The fiddler was Jesus to the guitarist's back to front, milking cap, Man of Aran, visually each mimicked the other's role. The opening part of this two hour concert pushed dangerously to the brink of tedium in the sparseness of its laboriously dissected and gradually reconstructed dance tunes. Typically, a strangulated Colliers' Reel adorned only by a hesitant raindrop patter of plucked strings gave way to an intensifying Boy in the Boat, bellied to crescendo in with The Drunken Tinker.
Nothing was wasted: reversing the normal stage preference Hayes used wood laths over the stage carpeting to execute at times a delicate crotchet - percussion, cresting it out to a battering double beat in pulses of contrast.

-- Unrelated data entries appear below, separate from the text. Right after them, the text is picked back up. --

//! Tile fetching with statistics, error ledger and response metadata.
//!
//! [`TileFetcher`] sits between a resolved request and the backend chosen by
//! [`TileHandle::select`]. It turns the backend's outcome into either a
//! [`TileReply`] (body, headers, cookies) or a [`FetchError`], and keeps the
//! per-style statistics and error ledger in step:
//!
//! | Outcome            | Stats    | Ledger          | Result                    |
//! |--------------------|----------|-----------------|---------------------------|
//! | tile               | recorded | cleared         | `Ok(TileReply)`           |
//! | `NotReady`         | -        | -               | `Err(FetchError::NotReady)` |
//! | `Failed(message)`  | -        | message appended | `Err(FetchError::Render)` |

mod grid;

use std::sync::Arc;

use bytes::Bytes;
use thiserror::Error;
use tracing::{debug, warn};

use crate::backend::{BackendError, Tile, TileHandle};
use crate::ledger::ErrorLedger;
use crate::request::{TileCoordinate, TileFormat};
use crate::stats::{Metric, StatsTracker};

/// Default `max-age` for tiles, in seconds.
pub const DEFAULT_CACHE_MAX_AGE: u64 = 3600;

/// Default `max-age` for UTFGrids, in seconds.
pub const DEFAULT_GRID_MAX_AGE: u64 = 86400;

/// Cookie carrying the pipe-joined error ledger.
pub const ERRORS_COOKIE: &str = "errors";

/// Caching policy applied to successful replies.
#[derive(Debug, Clone, Copy, PartialEq, Eq)]
pub struct FetchPolicy {
    pub cache_max_age: u64,
    pub grid_max_age: u64,
}

impl Default for FetchPolicy {
    fn default() -> Self {
        Self {
            cache_max_age: DEFAULT_CACHE_MAX_AGE,
            grid_max_age: DEFAULT_GRID_MAX_AGE,
        }
    }
}

/// Per-request switches.
#[derive(Debug, Clone, Copy, Default, PartialEq, Eq)]
pub struct FetchOptions {
    /// Replace decoded vector JSON with a per-layer size summary.
    pub debug: bool,
}

/// A successful reply ready for the HTTP layer.
#[derive(Debug, Clone, PartialEq)]
pub struct TileReply {
    pub body: Bytes,
    pub headers: Vec<(String, String)>,
    pub cookies: Vec<(String, String)>,
}

impl TileReply {
    /// Looks up a header, ignoring case.
    pub fn header(&self, name: &str) -> Option<&str> {
        self.headers
            .iter()
            .find(|(k, _)| k.eq_ignore_ascii_case(name))
            .map(|(_, v)| v.as_str())
    }

    pub fn cookie(&self, name: &str) -> Option<&str> {
        self.cookies
            .iter()
            .find(|(k, _)| k == name)
            .map(|(_, v)| v.as_str())
    }
}

/// Errors returned by the fetcher.
#[derive(Debug, Clone, PartialEq, Eq, Error)]
pub enum FetchError {
    /// The backend is still loading; the client should retry.
    #[error("Tilesource not loaded")]
    NotReady,

    /// The backend failed. `errors` holds the encoded ledger, if one was
    /// updated.
    #[error("{message}")]
    Render {
        message: String,
        errors: Option<String>,
    },
}

impl FetchError {
    pub fn code(&self) -> &'static str {
        match self {
            FetchError::NotReady => "ENOTREADY",
            FetchError::Render { .. } => "ERENDER",
        }
    }

    /// Encoded ledger to send in the `errors` cookie.
    pub fn errors_cookie(&self) -> Option<&str> {
        match self {
            FetchError::Render { errors, .. } => errors.as_deref(),
            FetchError::NotReady => None,
        }
    }
}

/// Fetches tiles through a handle and maintains stats and the ledger.
#[derive(Debug, Clone)]
pub struct TileFetcher {
    stats: Arc<StatsTracker>,
    ledger: Arc<ErrorLedger>,
    policy: FetchPolicy,
}

impl TileFetcher {
    pub fn new(stats: Arc<StatsTracker>, ledger: Arc<ErrorLedger>, policy: FetchPolicy) -> Self {
        Self {
            stats,
            ledger,
            policy,
        }
    }

    pub fn stats(&self) -> &Arc<StatsTracker> {
        &self.stats
    }

    pub fn ledger(&self) -> &Arc<ErrorLedger> {
        &self.ledger
    }

    pub fn policy(&self) -> FetchPolicy {
        self.policy
    }

    /// Fetches one tile and builds the reply.
    ///
    /// Grid coordinates are forwarded to [`TileFetcher::fetch_grid`].
    pub async fn fetch(
        &self,
        handle: &TileHandle,
        coord: TileCoordinate,
        options: FetchOptions,
    ) -> Result<TileReply, FetchError> {
        if coord.format() == TileFormat::Grid {
            return self.fetch_grid(handle, coord).await;
        }

        let backend = handle.select(coord.format());
        match backend.get_tile(coord).await {
            Ok(tile) => Ok(self.on_success(handle.id(), coord, tile, options)),
            Err(BackendError::NotReady) => {
                debug!(id = handle.id(), tile = %coord, "Tile source not ready");
                Err(FetchError::NotReady)
            }
            Err(BackendError::Failed(message)) => {
                warn!(id = handle.id(), tile = %coord, error = %message, "Tile render failed");
                let messages = self.ledger.record(handle.id(), message.clone());
                Err(FetchError::Render {
                    message,
                    errors: Some(ErrorLedger::encode(&messages)),
                })
            }
        }
    }

    fn on_success(
        &self,
        id: &str,
        coord: TileCoordinate,
        tile: Tile,
        options: FetchOptions,
    ) -> TileReply {
        let zoom = coord.z();
        let drawtime = self.record(id, Metric::DrawTime, zoom, tile.draw_time_ms);
        let srcbytes = self.record(id, Metric::SrcBytes, zoom, tile.src_bytes.map(|b| b as f64));
        self.ledger.clear(id);

        let mut headers = tile.headers;
        let mut body = tile.data;

        if coord.format() == TileFormat::Json && options.debug {
            match summarize_layers(&body) {
                Ok(summary) => {
                    body = Bytes::from(summary);
                    set_header(&mut headers, "content-type", "application/json");
                }
                Err(e) => warn!(id, tile = %coord, error = %e, "Cannot summarize vector layers"),
            }
        }

        set_header(
            &mut headers,
            "cache-control",
            &format!("max-age={}", self.policy.cache_max_age),
        );
        if coord.format().is_vector_payload() {
            set_header(&mut headers, "content-encoding", "deflate");
        }
        if !has_header(&headers, "content-type") {
            headers.push((
                "content-type".to_string(),
                coord.format().content_type().to_string(),
            ));
        }

        debug!(id, tile = %coord, bytes = body.len(), "Tile served");

        TileReply {
            body,
            headers,
            cookies: vec![
                (Metric::DrawTime.name().to_string(), drawtime),
                (Metric::SrcBytes.name().to_string(), srcbytes),
                (ERRORS_COOKIE.to_string(), String::new()),
            ],
        }
    }

    /// Records `value` if present and returns the metric's encoded snapshot.
    fn record(&self, id: &str, metric: Metric, zoom: u8, value: Option<f64>) -> String {
        let snapshot = match value {
            Some(value) => self.stats.record_and_snapshot(id, metric, zoom, value),
            None => self.stats.snapshot(id, metric),
        };
        StatsTracker::encode(&snapshot)
    }
}

/// Replaces decoded vector layers with `{layer: {features, jsonsize}}`.
fn summarize_layers(body: &[u8]) -> Result<Vec<u8>, serde_json::Error> {
    let layers: Vec<serde_json::Value> = serde_json::from_slice(body)?;
    let mut summary = serde_json::Map::new();
    for layer in &layers {
        let name = layer
            .get("name")
            .and_then(|n| n.as_str())
            .unwrap_or_default()
            .to_string();
        let features = layer
            .get("features")
            .and_then(|f| f.as_array())
            .map_or(0, Vec::len);
        let jsonsize = serde_json::to_string(layer)?.len();
        summary.insert(
            name,
            serde_json::json!({ "features": features, "jsonsize": jsonsize }),
        );
    }
    serde_json::to_vec(&summary)
}

fn has_header(headers: &[(String, String)], name: &str) -> bool {
    headers.iter().any(|(k, _)| k.eq_ignore_ascii_case(name))
}

/// Sets a header, replacing any existing value regardless of case.
pub(crate) fn set_header(headers: &mut Vec<(String, String)>, name: &str, value: &str) {
    headers.retain(|(k, _)| !k.eq_ignore_ascii_case(name));
    headers.push((name.to_string(), value.to_string()));
}
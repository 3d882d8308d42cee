//! Tilestudio - tile and static map serving for styles and raw sources
//!
//! This library resolves tile requests, selects between a style's rendering
//! backend and its underlying raw source, tracks per-style rendering
//! statistics and errors, and stitches individually fetched tiles into
//! static map images.
//!
//! # Pipeline
//!
//! ```text
//! path ──► request ──► backend::TileHandle::select ──► fetch::TileFetcher ──► reply
//!                                                        │
//!                                                        ├─► stats::StatsTracker
//!                                                        └─► ledger::ErrorLedger
//!
//! static path ──► request ──► compose::Compositor ──► (N × backend fetch) ──► image
//! ```

pub mod backend;
pub mod compose;
pub mod config;
pub mod coord;
pub mod fetch;
pub mod inspect;
pub mod ledger;
pub mod logging;
pub mod request;
pub mod server;
pub mod service;
pub mod stats;

/// Crate version, reported by the CLI banner.
pub const VERSION: &str = env!("CARGO_PKG_VERSION");
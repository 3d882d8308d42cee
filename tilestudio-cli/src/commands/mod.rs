//! CLI subcommands.

pub mod config;
pub mod serve;
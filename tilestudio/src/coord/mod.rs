//! Coordinate conversion module
//!
//! Provides conversions between geographic coordinates (longitude/latitude)
//! and Web Mercator world pixels at a given zoom level and tile size.
//!
//! The world at zoom `z` is a square of `2^z × tile_size` pixels. Pixel `x`
//! grows eastward from the antimeridian, pixel `y` grows southward from the
//! northern Mercator limit.

use std::f64::consts::PI;

/// Logical tile edge in pixels at scale 1.
pub const TILE_SIZE: u32 = 256;

/// Highest zoom level accepted anywhere in the pipeline.
///
/// `2^30` still fits a `u32` tile index.
pub const MAX_ZOOM: u8 = 30;

/// Northern limit of the Web Mercator projection.
pub const MAX_LAT: f64 = 85.051_128_779_806_59;

/// Southern limit of the Web Mercator projection.
pub const MIN_LAT: f64 = -MAX_LAT;

/// Half of the Web Mercator world width in metres.
const HALF_CIRCUMFERENCE_METRES: f64 = 20_037_508.34;

/// Number of tiles along one axis at the given zoom.
#[inline]
pub fn tile_count(zoom: u8) -> u64 {
    1u64 << zoom
}

/// World edge length in pixels at the given zoom and tile size.
#[inline]
pub fn world_size(zoom: u8, tile_size: u32) -> f64 {
    tile_count(zoom) as f64 * tile_size as f64
}

/// Converts longitude/latitude to world pixel coordinates.
///
/// Latitude is clamped to the Mercator limits so polar requests still land
/// on the first or last tile row.
///
/// # Arguments
///
/// * `lon` - Longitude in degrees
/// * `lat` - Latitude in degrees
/// * `zoom` - Zoom level
/// * `tile_size` - Tile edge in pixels (256 × scale)
#[inline]
pub fn lon_lat_to_world_px(lon: f64, lat: f64, zoom: u8, tile_size: u32) -> (f64, f64) {
    let size = world_size(zoom, tile_size);
    let lat = lat.clamp(MIN_LAT, MAX_LAT);

    let x = (lon + 180.0) / 360.0 * size;

    let lat_rad = lat * PI / 180.0;
    let y = (1.0 - lat_rad.tan().asinh() / PI) / 2.0 * size;

    (x, y)
}

/// Converts world pixel coordinates back to longitude/latitude.
#[inline]
pub fn world_px_to_lon_lat(x: f64, y: f64, zoom: u8, tile_size: u32) -> (f64, f64) {
    let size = world_size(zoom, tile_size);

    let lon = x / size * 360.0 - 180.0;

    let lat_rad = (PI * (1.0 - 2.0 * y / size)).sinh().atan();
    let lat = lat_rad * 180.0 / PI;

    (lon, lat)
}

/// Wraps a (possibly negative or overflowing) tile column around the
/// antimeridian.
#[inline]
pub fn wrap_x(x: i64, zoom: u8) -> u32 {
    x.rem_euclid(tile_count(zoom) as i64) as u32
}

/// Whether a tile row lies inside the world at the given zoom.
#[inline]
pub fn contains_row(y: i64, zoom: u8) -> bool {
    y >= 0 && (y as u64) < tile_count(zoom)
}

/// Feature query tolerance in metres for a zoom level.
///
/// One thirty-second of the half circumference at zoom 0, halved per zoom.
#[inline]
pub fn inspect_tolerance(zoom: u8) -> u64 {
    (HALF_CIRCUMFERENCE_METRES / 32.0 / 2.0_f64.powi(zoom as i32)).round() as u64
}
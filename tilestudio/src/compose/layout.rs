//! Canvas planning for static exports.
//!
//! Turns a [`CompositeRequest`] into the output canvas size, the world-pixel
//! origin of its top-left corner, and the set of tiles that cover it. Pure:
//! nothing here fetches.

use std::collections::HashMap;

use super::ComposeError;
use crate::coord::{self, TILE_SIZE};
use crate::request::{CompositeRequest, Extent, TileCoordinate, TileFormat};

/// One distinct tile and every canvas position it is drawn at.
///
/// A tile appears more than once when the canvas is wider than the world and
/// wrapped columns repeat.
#[derive(Debug, Clone, PartialEq)]
pub struct TilePlacement {
    pub coord: TileCoordinate,
    /// Top-left corners on the canvas, in output pixels.
    pub offsets: Vec<(i64, i64)>,
}

/// Output canvas and covering tiles for one export.
#[derive(Debug, Clone, PartialEq)]
pub struct CanvasLayout {
    /// Output width in pixels (`logical width × scale`).
    pub width: u32,
    /// Output height in pixels (`logical height × scale`).
    pub height: u32,
    /// Tile edge in output pixels (`256 × scale`).
    pub tile_size: u32,
    /// World-pixel position of the canvas's top-left corner.
    pub origin: (i64, i64),
    /// Distinct tiles in row-major order of first appearance.
    pub tiles: Vec<TilePlacement>,
}

impl CanvasLayout {
    /// Plans the canvas for `request`.
    ///
    /// The pixel limit is checked before the tile set is computed, so an
    /// oversized request never reaches a backend.
    pub fn plan(request: &CompositeRequest) -> Result<Self, ComposeError> {
        let scale = request.scale.max(1);
        let zoom = request.zoom;
        let tile_size = TILE_SIZE * u32::from(scale);

        let (logical_w, logical_h, origin) = match request.extent {
            Extent::Center {
                lon,
                lat,
                width,
                height,
            } => {
                let (cx, cy) = coord::lon_lat_to_world_px(lon, lat, zoom, tile_size);
                let w = f64::from(width) * f64::from(scale);
                let h = f64::from(height) * f64::from(scale);
                let origin = ((cx - w / 2.0).floor() as i64, (cy - h / 2.0).floor() as i64);
                (u64::from(width), u64::from(height), origin)
            }
            Extent::Bbox {
                west,
                south,
                east,
                north,
            } => {
                // Logical size is measured at scale 1 so the output is exactly
                // `width × scale` by `height × scale`.
                let (x0, y0) = coord::lon_lat_to_world_px(west, north, zoom, TILE_SIZE);
                let (x1, y1) = coord::lon_lat_to_world_px(east, south, zoom, TILE_SIZE);
                let w = (x1 - x0).round().max(0.0) as u64;
                let h = (y1 - y0).round().max(0.0) as u64;
                let s = f64::from(scale);
                let origin = ((x0 * s).round() as i64, (y0 * s).round() as i64);
                (w, h, origin)
            }
        };

        let pixels = logical_w
            .saturating_mul(logical_h)
            .saturating_mul(u64::from(scale) * u64::from(scale));
        if pixels > request.limit {
            return Err(ComposeError::LimitExceeded {
                width: logical_w,
                height: logical_h,
                scale,
                limit: request.limit,
            });
        }
        if logical_w == 0 || logical_h == 0 {
            return Err(ComposeError::EmptyExtent);
        }

        // A custom limit above u32::MAX² could still let one side overflow.
        let width = u32::try_from(logical_w * u64::from(scale)).map_err(|_| {
            ComposeError::LimitExceeded {
                width: logical_w,
                height: logical_h,
                scale,
                limit: request.limit,
            }
        })?;
        let height = u32::try_from(logical_h * u64::from(scale)).map_err(|_| {
            ComposeError::LimitExceeded {
                width: logical_w,
                height: logical_h,
                scale,
                limit: request.limit,
            }
        })?;

        let tiles = covering_tiles(origin, width, height, tile_size, zoom, scale)?;

        Ok(Self {
            width,
            height,
            tile_size,
            origin,
            tiles,
        })
    }

    /// Number of tile fetches the export needs.
    pub fn fetch_count(&self) -> usize {
        self.tiles.len()
    }
}

fn covering_tiles(
    origin: (i64, i64),
    width: u32,
    height: u32,
    tile_size: u32,
    zoom: u8,
    scale: u8,
) -> Result<Vec<TilePlacement>, ComposeError> {
    let t = i64::from(tile_size);
    let (x0, y0) = origin;
    let first_col = x0.div_euclid(t);
    let last_col = (x0 + i64::from(width) - 1).div_euclid(t);
    let first_row = y0.div_euclid(t);
    let last_row = (y0 + i64::from(height) - 1).div_euclid(t);

    let mut tiles: Vec<TilePlacement> = Vec::new();
    let mut index: HashMap<(u32, u32), usize> = HashMap::new();

    for row in first_row..=last_row {
        // Rows beyond the poles stay transparent.
        if !coord::contains_row(row, zoom) {
            continue;
        }
        for col in first_col..=last_col {
            let x = coord::wrap_x(col, zoom);
            let y = row as u32;
            let offset = (col * t - x0, row * t - y0);

            match index.get(&(x, y)) {
                Some(&i) => tiles[i].offsets.push(offset),
                None => {
                    let coord = TileCoordinate::new(zoom, x, y)?
                        .with_scale(scale)
                        .with_format(TileFormat::Png);
                    index.insert((x, y), tiles.len());
                    tiles.push(TilePlacement {
                        coord,
                        offsets: vec![offset],
                    });
                }
            }
        }
    }

    Ok(tiles)
}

There was no mystery, only an enveloping mystification: these players dealt with the ordinary in an extraordinary fashion: painting by numbers side by side with pointillism. This nowhere more spectacularly than in the concluding seamless half hour Lament for Limerick garland of metres and modes which drew the listener in on the familiar, enthralled with the full gamut of tone and technique. Sweet yelping, drawling double stop, precisely modulated, biting bounced bow, from a quiet quickstep into a unison guitar picked Skylark, a barrelling Bucks of Oranmore, a digging in on Eileen Curran, exploration and sundering of the atom on Star of Munster.